Investimentos do governo

Num momento em que os avanços tecnológicos e redução de custos fazem decrescer o número de hospitais, questiona-se a postura do governo estadual em investir na construção ou reforma de hospitais obsoletos, cuja manutenção mostra-se inviável. A Santa Casa de Campo Mourão levou uma década para ser construída e funcionar, mesmo tempo que levou o de Santo Antônio da Platina. Em agosto foi anunciado com destaque a abertura do Hospital de Barbosa Ferraz, cidade de 18 mil habitantes do Noroeste. A boa nova levou 19 anos para ser dada. A ruim é que o hospital vai funcionar com dois médicos, dois enfermeiros e uma estrutura precária.

O projeto anunciado pelo governo estadual envolve 13 hospitais. A previsão é de reforma da Santa Casa de Paranaguá, Regional de Paranavaí, Universitário de Londrina, Regional da Lapa e Hospital da PM de Curitiba. Entre os que serão construídos, o de Guaraqueçaba, Infantil Regional do Paraná (em Campo Largo), Regional de Francisco Beltrão, da Criança e Regional de Ponta Grossa e ainda o de Araucária, numa iniciativa da administração do município.

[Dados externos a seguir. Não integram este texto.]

//! crates/learnhub_core/src/attempt.rs
//!
//! The lifecycle of one quiz attempt: answer in any order, submit exactly
//! once, and (when the quiz has a time limit) count down to an automatic
//! submission.
//!
//! The countdown itself is driven from outside by calling [`QuizAttempt::tick`]
//! once per second; this type never spawns timers.

use crate::domain::{AnswerValue, Quiz};
use crate::quiz::{score, QuizResult};
use std::collections::HashMap;
use uuid::Uuid;

#[derive(Debug, thiserror::Error, PartialEq, Eq)]
pub enum AttemptError {
    #[error("Question {0} is not part of this quiz")]
    UnknownQuestion(Uuid),
    #[error("The attempt has already been submitted")]
    AlreadySubmitted,
    #[error("Attempt limit of {0} reached")]
    LimitReached(u32),
}

#[derive(Debug, Clone, PartialEq, Eq)]
pub enum AttemptStatus {
    InProgress,
    Submitted(QuizResult),
}

#[derive(Debug, Clone, PartialEq, Eq)]
pub enum SubmitOutcome {
    /// This call performed the submission.
    Submitted(QuizResult),
    /// A previous call (or the countdown) already submitted; nothing changed.
    AlreadySubmitted,
}

#[derive(Debug, Clone, PartialEq, Eq)]
pub enum TickOutcome {
    /// Seconds left after this tick.
    Running(u32),
    /// The countdown hit zero on this tick and the attempt was submitted.
    Expired(QuizResult),
    /// No countdown is running: untimed quiz or already submitted.
    Idle,
}

#[derive(Debug, Clone)]
pub struct QuizAttempt {
    quiz: Quiz,
    attempt_number: u32,
    answers: HashMap<Uuid, AnswerValue>,
    status: AttemptStatus,
    time_remaining: Option<u32>,
}

impl QuizAttempt {
    /// Opens a fresh attempt. Any countdown starts from the quiz's time limit.
    pub fn start(quiz: Quiz, attempt_number: u32) -> Self {
        let time_remaining = quiz.time_limit_seconds;
        Self {
            quiz,
            attempt_number,
            answers: HashMap::new(),
            status: AttemptStatus::InProgress,
            time_remaining,
        }
    }

    pub fn quiz(&self) -> &Quiz {
        &self.quiz
    }

    pub fn attempt_number(&self) -> u32 {
        self.attempt_number
    }

    pub fn answers(&self) -> &HashMap<Uuid, AnswerValue> {
        &self.answers
    }

    pub fn status(&self) -> &AttemptStatus {
        &self.status
    }

    pub fn time_remaining(&self) -> Option<u32> {
        self.time_remaining
    }

    pub fn is_submitted(&self) -> bool {
        matches!(self.status, AttemptStatus::Submitted(_))
    }

    /// Records (or replaces) the answer to one question.
    pub fn answer(&mut self, question_id: Uuid, value: AnswerValue) -> Result<(), AttemptError> {
        self.ensure_open()?;
        if self.quiz.question(question_id).is_none() {
            return Err(AttemptError::UnknownQuestion(question_id));
        }
        self.answers.insert(question_id, value);
        Ok(())
    }

    pub fn clear_answer(&mut self, question_id: Uuid) -> Result<(), AttemptError> {
        self.ensure_open()?;
        self.answers.remove(&question_id);
        Ok(())
    }

    /// Scores and closes the attempt. Only the first call has any effect.
    pub fn submit(&mut self) -> SubmitOutcome {
        if self.is_submitted() {
            return SubmitOutcome::AlreadySubmitted;
        }
        let result = score(&self.quiz, &self.answers);
        self.status = AttemptStatus::Submitted(result.clone());
        SubmitOutcome::Submitted(result)
    }

    /// Advances the countdown by one second, submitting when it reaches zero.
    pub fn tick(&mut self) -> TickOutcome {
        if self.is_submitted() {
            return TickOutcome::Idle;
        }
        let Some(remaining) = self.time_remaining else {
            return TickOutcome::Idle;
        };
        let remaining = remaining.saturating_sub(1);
        self.time_remaining = Some(remaining);
        if remaining > 0 {
            return TickOutcome::Running(remaining);
        }
        match self.submit() {
            SubmitOutcome::Submitted(result) => TickOutcome::Expired(result),
            SubmitOutcome::AlreadySubmitted => TickOutcome::Idle,
        }
    }

    fn ensure_open(&self) -> Result<(), AttemptError> {
        if self.is_submitted() {
            Err(AttemptError::AlreadySubmitted)
        } else {
            Ok(())
        }
    }
}

/// The number the next attempt gets, given how many were already made.
pub fn next_attempt_number(
    previous_attempts: u32,
    max_attempts: Option<u32>,
) -> Result<u32, AttemptError> {
    match max_attempts {
        Some(max) if previous_attempts >= max => Err(AttemptError::LimitReached(max)),
        _ => Ok(previous_attempts + 1),
    }
}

O presidente da Fehospar, José Francisco Schiavon, contesta a postura de investimentos na infra-estrutura de hospitais, que vem sendo propagada pelo governo estadual. Entende que o foco de prioridade deve ser outro, pois já existe uma estrutura pronta e que vem sendo preterida. “Precisamos é de um planejamento minucioso e um investimento efetivo na manutenção e funcionamento dos centros médicos. O que adianta termos prédios e infra-estrutura ampliada sem os equipamentos, medicamentos e materiais para manter o funcionamento dos hospitais? Chega de elefantes-brancos. A escalada de fechamento de hospitais decorre da falta de investimentos para manter o funcionamento deles”, insiste o dirigente, defensor da maior participação do segmento privado no sistema, por se apresentar mais ágil e eficiente. O representante dos estabelecimentos de saúde reforça ainda que a fonte que irá custear um hospital é o maior problema. “O gasto de um ano de hospital funcionando corresponde ao valor gasto para sua construção”, diz.

 

O grande problema

A falta de aplicação de recursos no custeio é o grande problema do sistema público de saúde. O SUS não reajusta de forma adequada há 13 anos os procedimentos. O último ministro, ao sair, assinou 43 medidas para a saúde. Seu sucessor no Ministério da Saúde brecou tudo. Reeditou algumas, mas não as que tratavam de reajustes ou elevação dos tetos para todos os setores. O impacto seria de $R 402 milhões a partir de julho em todo o país, sendo 184 milhões para área hospitalar e 218 milhões para ambulatorial. O Paraná teria um aumento de R$ 4,3 milhões em seu teto financeiro, o que poderia melhorar a situação da assistência. Agora, o reajuste concedido oferece impacto da metade do que estava previsto. As defasagens somam mais de 100% na maioria dos procedimentos e o grau de endividamento dos hospitais chega a patamares absurdos. Seriam mais de R$ 20 bilhões no país, sendo cerca de 5% do montante devido pelos estabelecimentos particulares com ou sem fins lucrativos do Paraná.